--- Assignment ---
Copy out exactly every line from the line containing "impl Cleanup for" until the records below end, inclusive of both boundary lines.

*** Opening of Extracted entries ***

//! Resource-aware admission control
//!
//! `DaemonControl` decides every cycle whether the daemon may feed the
//! pipeline. Pressure (a heavy process, CPU or RAM above threshold) pauses
//! immediately; resuming waits until `resume_cooldown` has passed since the
//! pause began, so a load that hovers around a threshold does not flap the
//! daemon on and off.

use super::resource_monitor::{ResourceProbe, ResourceSample};
use crate::config::DaemonSettings;
use serde::{Deserialize, Serialize};
use std::fmt;
use std::sync::atomic::{AtomicU64, Ordering};
use std::sync::Arc;
use std::time::{Duration, Instant};
use tracing::info;

pub const REASON_SYSTEM_OK: &str = "SYSTEM_OK";
pub const REASON_COOLDOWN: &str = "COOLDOWN";

#[derive(Debug, Clone, Copy, Default, PartialEq, Eq, Serialize, Deserialize)]
#[serde(rename_all = "UPPERCASE")]
pub enum DaemonState {
    #[default]
    Running,
    Paused,
    /// Running, nothing queued
    Idle,
}

impl DaemonState {
    pub fn as_str(&self) -> &'static str {
        match self {
            DaemonState::Running => "RUNNING",
            DaemonState::Paused => "PAUSED",
            DaemonState::Idle => "IDLE",
        }
    }
}

impl fmt::Display for DaemonState {
    fn fmt(&self, f: &mut fmt::Formatter<'_>) -> fmt::Result {
        f.write_str(self.as_str())
    }
}

/// Time source for the cooldown
pub trait Clock: Send + Sync {
    fn now(&self) -> Instant;
}

#[derive(Debug, Clone, Copy, Default)]
pub struct SystemClock;

impl Clock for SystemClock {
    fn now(&self) -> Instant {
        Instant::now()
    }
}

/// Clock that only moves when told to
#[derive(Debug)]
pub struct ManualClock {
    base: Instant,
    offset_ms: AtomicU64,
}

impl ManualClock {
    pub fn new() -> Self {
        Self {
            base: Instant::now(),
            offset_ms: AtomicU64::new(0),
        }
    }

    pub fn advance(&self, by: Duration) {
        self.offset_ms.fetch_add(by.as_millis() as u64, Ordering::SeqCst);
    }
}

impl Default for ManualClock {
    fn default() -> Self {
        Self::new()
    }
}

impl Clock for ManualClock {
    fn now(&self) -> Instant {
        self.base + Duration::from_millis(self.offset_ms.load(Ordering::SeqCst))
    }
}

/// Outcome of one control cycle
#[derive(Debug, Clone, PartialEq)]
pub struct DaemonDecision {
    pub state: DaemonState,
    pub reason: String,
    pub metrics: ResourceSample,
}

impl DaemonDecision {
    /// Whether new work may be admitted
    pub fn admits_work(&self) -> bool {
        self.state != DaemonState::Paused
    }
}

pub struct DaemonControl {
    probe: Arc<dyn ResourceProbe>,
    clock: Arc<dyn Clock>,
    cpu_threshold: f64,
    ram_threshold: f64,
    heavy_processes: Vec<String>,
    resume_cooldown: Duration,
    paused_since: Option<Instant>,
    operator_reason: Option<String>,
}

impl DaemonControl {
    pub fn new(settings: &DaemonSettings, probe: Arc<dyn ResourceProbe>, clock: Arc<dyn Clock>) -> Self {
        Self {
            probe,
            clock,
            cpu_threshold: settings.cpu_threshold,
            ram_threshold: settings.ram_threshold,
            heavy_processes: settings
                .heavy_processes
                .iter()
                .map(|p| p.to_lowercase())
                .collect(),
            resume_cooldown: settings.resume_cooldown(),
            paused_since: None,
            operator_reason: None,
        }
    }

    /// Force `PAUSED` while `Some`; the operator's reason is reported
    pub fn set_operator_pause(&mut self, reason: Option<String>) {
        if self.operator_reason != reason {
            match &reason {
                Some(r) => info!(reason = %r, "Operator paused the daemon"),
                None => info!("Operator resumed the daemon"),
            }
        }
        self.operator_reason = reason;
    }

    pub fn is_paused(&self) -> bool {
        self.paused_since.is_some() || self.operator_reason.is_some()
    }

    /// Current pressure reason, if any, with the sample it was judged on
    async fn evaluate(&self) -> (ResourceSample, Option<String>) {
        let sample = self.probe.sample().await;

        if !self.heavy_processes.is_empty() {
            let running = self.probe.running_process_names().await;
            if let Some(name) = running
                .iter()
                .find(|name| self.heavy_processes.contains(&name.to_lowercase()))
            {
                return (sample, Some(format!("HEAVY_PROCESS: {}", name)));
            }
        }

        if sample.cpu_pct > self.cpu_threshold {
            return (sample, Some(format!("CPU_HIGH: {:.1}%", sample.cpu_pct)));
        }
        if sample.ram_pct > self.ram_threshold {
            return (sample, Some(format!("RAM_HIGH: {:.1}%", sample.ram_pct)));
        }

        (sample, None)
    }

    /// Whether the host is under pressure right now, ignoring hysteresis
    pub async fn check_should_pause(&self) -> (bool, String) {
        match self.evaluate().await {
            (_, Some(reason)) => (true, reason),
            (_, None) => (false, REASON_SYSTEM_OK.to_string()),
        }
    }

    /// Run one control cycle
    ///
    /// `pipeline_busy` distinguishes `RUNNING` from `IDLE`.
    pub async fn tick(&mut self, pipeline_busy: bool) -> DaemonDecision {
        let (metrics, pressure) = self.evaluate().await;
        let now = self.clock.now();

        let (state, reason) = match pressure {
            Some(reason) => {
                if self.paused_since.is_none() {
                    info!(reason = %reason, "Pausing daemon");
                    self.paused_since = Some(now);
                }
                (DaemonState::Paused, reason)
            }
            None => match self.paused_since {
                Some(since) if now.duration_since(since) < self.resume_cooldown => {
                    (DaemonState::Paused, REASON_COOLDOWN.to_string())
                }
                Some(_) => {
                    info!("Resuming daemon: system free");
                    self.paused_since = None;
                    (DaemonState::Running, REASON_SYSTEM_OK.to_string())
                }
                None => (DaemonState::Running, REASON_SYSTEM_OK.to_string()),
            },
        };

        let (state, reason) = match &self.operator_reason {
            Some(r) => (DaemonState::Paused, format!("OPERATOR: {}", r)),
            None if state == DaemonState::Running && !pipeline_busy => (DaemonState::Idle, reason),
            None => (state, reason),
        };

        DaemonDecision {
            state,
            reason,
            metrics,
        }
    }
}

#[cfg(test)]
mod tests {
    use super::*;
    use async_trait::async_trait;
    use std::sync::Mutex;

    struct FakeProbe {
        sample: Mutex<ResourceSample>,
        processes: Mutex<Vec<String>>,
    }

    impl FakeProbe {
        fn new() -> Arc<Self> {
            Arc::new(Self {
                sample: Mutex::new(ResourceSample::default()),
                processes: Mutex::new(Vec::new()),
            })
        }

        fn set_cpu(&self, cpu_pct: f64) {
            self.sample.lock().unwrap().cpu_pct = cpu_pct;
        }
    }

    #[async_trait]
    impl ResourceProbe for FakeProbe {
        async fn sample(&self) -> ResourceSample {
            *self.sample.lock().unwrap()
        }
        async fn running_process_names(&self) -> Vec<String> {
            self.processes.lock().unwrap().clone()
        }
    }

    fn settings() -> DaemonSettings {
        DaemonSettings {
            cpu_threshold: 85.0,
            ram_threshold: 90.0,
            resume_cooldown_secs: 60,
            heavy_processes: vec!["Blender".to_string()],
            ..Default::default()
        }
    }

    #[tokio::test]
    async fn test_check_should_pause_reasons() {
        let probe = FakeProbe::new();
        let control = DaemonControl::new(&settings(), probe.clone(), Arc::new(SystemClock));

        assert_eq!(control.check_should_pause().await, (false, "SYSTEM_OK".to_string()));

        probe.set_cpu(93.27);
        assert_eq!(control.check_should_pause().await, (true, "CPU_HIGH: 93.3%".to_string()));

        probe.set_cpu(10.0);
        probe.sample.lock().unwrap().ram_pct = 95.0;
        assert_eq!(control.check_should_pause().await, (true, "RAM_HIGH: 95.0%".to_string()));

        probe.processes.lock().unwrap().push("blender".to_string());
        assert_eq!(
            control.check_should_pause().await,
            (true, "HEAVY_PROCESS: blender".to_string())
        );
    }

    #[tokio::test]
    async fn test_cooldown_hysteresis() {
        let probe = FakeProbe::new();
        let clock = Arc::new(ManualClock::new());
        let mut control = DaemonControl::new(&settings(), probe.clone(), clock.clone());

        probe.set_cpu(95.0);
        let decision = control.tick(true).await;
        assert_eq!(decision.state, DaemonState::Paused);
        assert!(decision.reason.starts_with("CPU_HIGH"));

        probe.set_cpu(20.0);
        clock.advance(Duration::from_secs(30));
        let decision = control.tick(true).await;
        assert_eq!(decision.state, DaemonState::Paused);
        assert_eq!(decision.reason, REASON_COOLDOWN);
        assert!(!decision.admits_work());

        clock.advance(Duration::from_secs(31));
        let decision = control.tick(true).await;
        assert_eq!(decision.state, DaemonState::Running);
        assert_eq!(decision.reason, REASON_SYSTEM_OK);
    }

    #[tokio::test]
    async fn test_idle_and_operator_pause() {
        let probe = FakeProbe::new();
        let mut control = DaemonControl::new(&settings(), probe, Arc::new(ManualClock::new()));

        assert_eq!(control.tick(false).await.state, DaemonState::Idle);
        assert_eq!(control.tick(true).await.state, DaemonState::Running);

        control.set_operator_pause(Some("disk swap".to_string()));
        let decision = control.tick(false).await;
        assert_eq!(decision.state, DaemonState::Paused);
        assert_eq!(decision.reason, "OPERATOR: disk swap");

        control.set_operator_pause(None);
        assert!(control.tick(true).await.admits_work());
    }
}
//! Raw file disposal
//!
//! Temp files are removed as soon as the pipeline is done with them so the
//! temp directory never grows. Files whose result could not be stored are
//! moved aside instead.

use async_trait::async_trait;
use std::io;
use std::path::{Path, PathBuf};

#[async_trait]
pub trait Cleanup: Send + Sync {
    /// Delete `path`; failures are logged, never raised
    async fn remove(&self, path: &Path);

    /// Move `path` into the quarantine directory, returning its new location
    async fn quarantine(&self, path: &Path) -> io::Result<PathBuf>;
}

/// Local filesystem cleanup
#[derive(Debug, Clone)]
pub struct FsCleanup {
    quarantine_dir: PathBuf,
}

impl FsCleanup {
    pub fn new(quarantine_dir: impl Into<PathBuf>) -> Self {
        Self {
            quarantine_dir: quarantine_dir.into(),
        }
    }

    fn quarantine_target(&self, path: &Path) -> PathBuf {
        let name = path
            .file_name()
            .map(|n| n.to_string_lossy().into_owned())
            .unwrap_or_else(|| "artifact".to_string());

        let candidate = self.quarantine_dir.join(&name);
        if !candidate.exists() {
            return candidate;
        }

        let stamp = chrono::Utc::now().format("%Y%m%dT%H%M%S%3f");
        self.quarantine_dir.join(format!("{}_{}", stamp, name))
    }
}

#[async_trait]
impl Cleanup for FsCleanup {
    async fn remove(&self, path: &Path) {
        match tokio::fs::remove_file(path).await {
            Ok(()) => tracing::debug!(path = %path.display(), "Removed temp file"),
            Err(e) if e.kind() == io::ErrorKind::NotFound => {}
            Err(e) => tracing::warn!(path = %path.display(), error = %e, "Failed to remove temp file"),
        }
    }

    async fn quarantine(&self, path: &Path) -> io::Result<PathBuf> {
        tokio::fs::create_dir_all(&self.quarantine_dir).await?;
        let dest = self.quarantine_target(path);

        // rename fails across filesystems; fall back to copy + delete
        if tokio::fs::rename(path, &dest).await.is_err() {
            tokio::fs::copy(path, &dest).await?;
            tokio::fs::remove_file(path).await?;
        }

        tracing::warn!(
            from = %path.display(),
            to = %dest.display(),
            "Raw file quarantined"
        );

        Ok(dest)
    }
}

*** Close of Extracted entries ***

--- Written solution ---
impl Cleanup for FsCleanup {
    async fn remove(&self, path: &Path) {
        match tokio::fs::remove_file(path).await {
            Ok(()) => tracing::debug!(path = %path.display(), "Removed temp file"),
            Err(e) if e.kind() == io::ErrorKind::NotFound => {}
            Err(e) => tracing::warn!(path = %path.display(), error = %e, "Failed to remove temp file"),
        }
    }

    async fn quarantine(&self, path: &Path) -> io::Result<PathBuf> {
        tokio::fs::create_dir_all(&self.quarantine_dir).await?;
        let dest = self.quarantine_target(path);

        // rename fails across filesystems; fall back to copy + delete
        if tokio::fs::rename(path, &dest).await.is_err() {
            tokio::fs::copy(path, &dest).await?;
            tokio::fs::remove_file(path).await?;
        }

        tracing::warn!(
            from = %path.display(),
            to = %dest.display(),
            "Raw file quarantined"
        );

        Ok(dest)
    }
}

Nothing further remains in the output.